80% faster, 50% less memory, 0% loss of accuracy LLM finetuning

Hey OpenAI community! It’s been a while since I last posted so hi again!

I just launched Unsloth GitHub - unslothai/unsloth: 80% faster 50% less memory LLM finetuning which allows you to finetune LLMs 5x faster, use 50% less memory all on your local GPU. It currently works for Llama, so not ChatGPT’s finetuning, but I’m just sharing all the stuff I learnt! It could be useful to make OpenAI’s finetuning faster as well!!

You can now finetune

  • 5x faster (5 hours to 1 hour)
  • Use 50% less memory
  • With 0% loss in accuracy
  • All locally on NVIDIA GPUs (Tesla T4, RTX 20/30/40, Ampere, Hopper) for free!

How? By:

  1. Hand deriving backpropagation steps
  2. Optimizing matrix chain multiplication bracketing
  3. Writing all kernels in OpenAI’s Triton language
  4. Reduce data movements via inplace operations
  5. And doing other maths and coding trickery!

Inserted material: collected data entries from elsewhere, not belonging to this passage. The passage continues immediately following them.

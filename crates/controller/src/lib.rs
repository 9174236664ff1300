//! Labeler controller engine.
//!
//! Two bounded event feeds (primary and secondary kind) are merged ahead of the
//! key resolver; resolved keys go through the work queue to a fixed worker pool
//! that drives the reconcile adapter. Everything is wired explicitly through
//! [`Controller::new`]: no process-global informer or client registries.

#![forbid(unsafe_code)]

use std::sync::Arc;

use anyhow::{Context, Result};
use labeler_core::{ChangeEvent, ObjectKey, ObjectStore, Reconciler, Role};
use labeler_queue::WorkQueue;
use tokio::sync::mpsc;
use tokio_util::sync::CancellationToken;
use tracing::{debug, info};

pub mod adapter;
pub mod config;
pub mod resolver;
pub mod scheduler;

pub use adapter::{AdapterConfig, Outcome, ReconcileAdapter, ReconcileCounters, ReconcileOutcome};
pub use config::{ConfigError, ControllerConfig, Relationship};
pub use resolver::KeyResolver;
pub use scheduler::Scheduler;

pub struct Controller {
    config: ControllerConfig,
    queue: Arc<WorkQueue<ObjectKey>>,
    adapter: Arc<ReconcileAdapter>,
    counters: Arc<ReconcileCounters>,
}

impl Controller {
    pub fn new(
        config: ControllerConfig,
        store: Arc<dyn ObjectStore>,
        reconciler: Arc<dyn Reconciler>,
    ) -> Result<Self, ConfigError> {
        config.validate()?;
        let queue = Arc::new(WorkQueue::new(config.backoff_base, config.backoff_max));
        let counters = Arc::new(ReconcileCounters::new());
        let adapter = Arc::new(ReconcileAdapter::new(
            store,
            reconciler,
            AdapterConfig { skip_status_updates: config.skip_status_updates },
            Arc::clone(&counters),
        ));
        Ok(Self { config, queue, adapter, counters })
    }

    /// Bounded channel sized for one event feed.
    pub fn event_channel(&self) -> (mpsc::Sender<ChangeEvent>, mpsc::Receiver<ChangeEvent>) {
        mpsc::channel(self.config.channel_capacity)
    }

    pub fn queue(&self) -> Arc<WorkQueue<ObjectKey>> { Arc::clone(&self.queue) }

    pub fn counters(&self) -> Arc<ReconcileCounters> { Arc::clone(&self.counters) }

    pub fn config(&self) -> &ControllerConfig { &self.config }

    /// Run until `shutdown` is cancelled. Then the queue stops handing out keys,
    /// in-flight reconciles complete, and this returns.
    pub async fn run(
        self,
        primary: mpsc::Receiver<ChangeEvent>,
        secondary: mpsc::Receiver<ChangeEvent>,
        shutdown: CancellationToken,
    ) -> Result<()> {
        info!(
            primary = %self.config.primary_kind,
            workers = self.config.workers,
            relationship = %self.config.relationship,
            skip_status_updates = self.config.skip_status_updates,
            "controller starting"
        );
        let scheduler = tokio::spawn(Scheduler::new(self.queue(), Arc::clone(&self.adapter), self.config.workers).run());

        let mut resolver = KeyResolver::new(&self.config.primary_kind, self.config.relationship.clone());
        merge_events(&mut resolver, &self.queue, primary, secondary, &shutdown).await;

        shutdown.cancelled().await;
        self.queue.shutdown();
        scheduler.await.context("joining scheduler")?;
        info!(dropped_events = resolver.dropped(), reconciles = self.counters.total(), "controller stopped");
        Ok(())
    }
}

/// Merge point ahead of the resolver. Returns on cancellation or once both
/// feeds are closed.
pub async fn merge_events(
    resolver: &mut KeyResolver,
    queue: &WorkQueue<ObjectKey>,
    mut primary: mpsc::Receiver<ChangeEvent>,
    mut secondary: mpsc::Receiver<ChangeEvent>,
    shutdown: &CancellationToken,
) {
    let (mut primary_open, mut secondary_open) = (true, true);
    while primary_open || secondary_open {
        let next = tokio::select! {
            biased;
            _ = shutdown.cancelled() => break,
            ev = primary.recv(), if primary_open => ev.ok_or(Role::Primary),
            ev = secondary.recv(), if secondary_open => ev.ok_or(Role::Secondary),
        };
        match next {
            Ok(ev) => {
                for key in resolver.resolve(&ev) {
                    debug!(key = %key, trigger = %ev.key, event = ?ev.event_type, "enqueue");
                    queue.add(key);
                }
            }
            Err(Role::Primary) => {
                debug!("primary event feed closed");
                primary_open = false;
            }
            Err(Role::Secondary) => {
                debug!("secondary event feed closed");
                secondary_open = false;
            }
        }
    }
}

I wrote up a blog post about all the manual hand derived backprop via Introducing Unsloth.

I wrote a Google Colab for T4 for Alpaca: Google Colab which finetunes Alpaca 2x faster on a single GPU.

On Kaggle via 2 Tesla T4s on DDP: Unsloth - LAION Chip2 Kaggle, finetune LAION’s OIG 5x faster and Slim Orca 5x faster.

You can install Unsloth all locally via:

pip install "unsloth[cu118] @ git+https://github.com/unslothai/unsloth.git"

pip install "unsloth[cu121] @ git+https://github.com/unslothai/unsloth.git"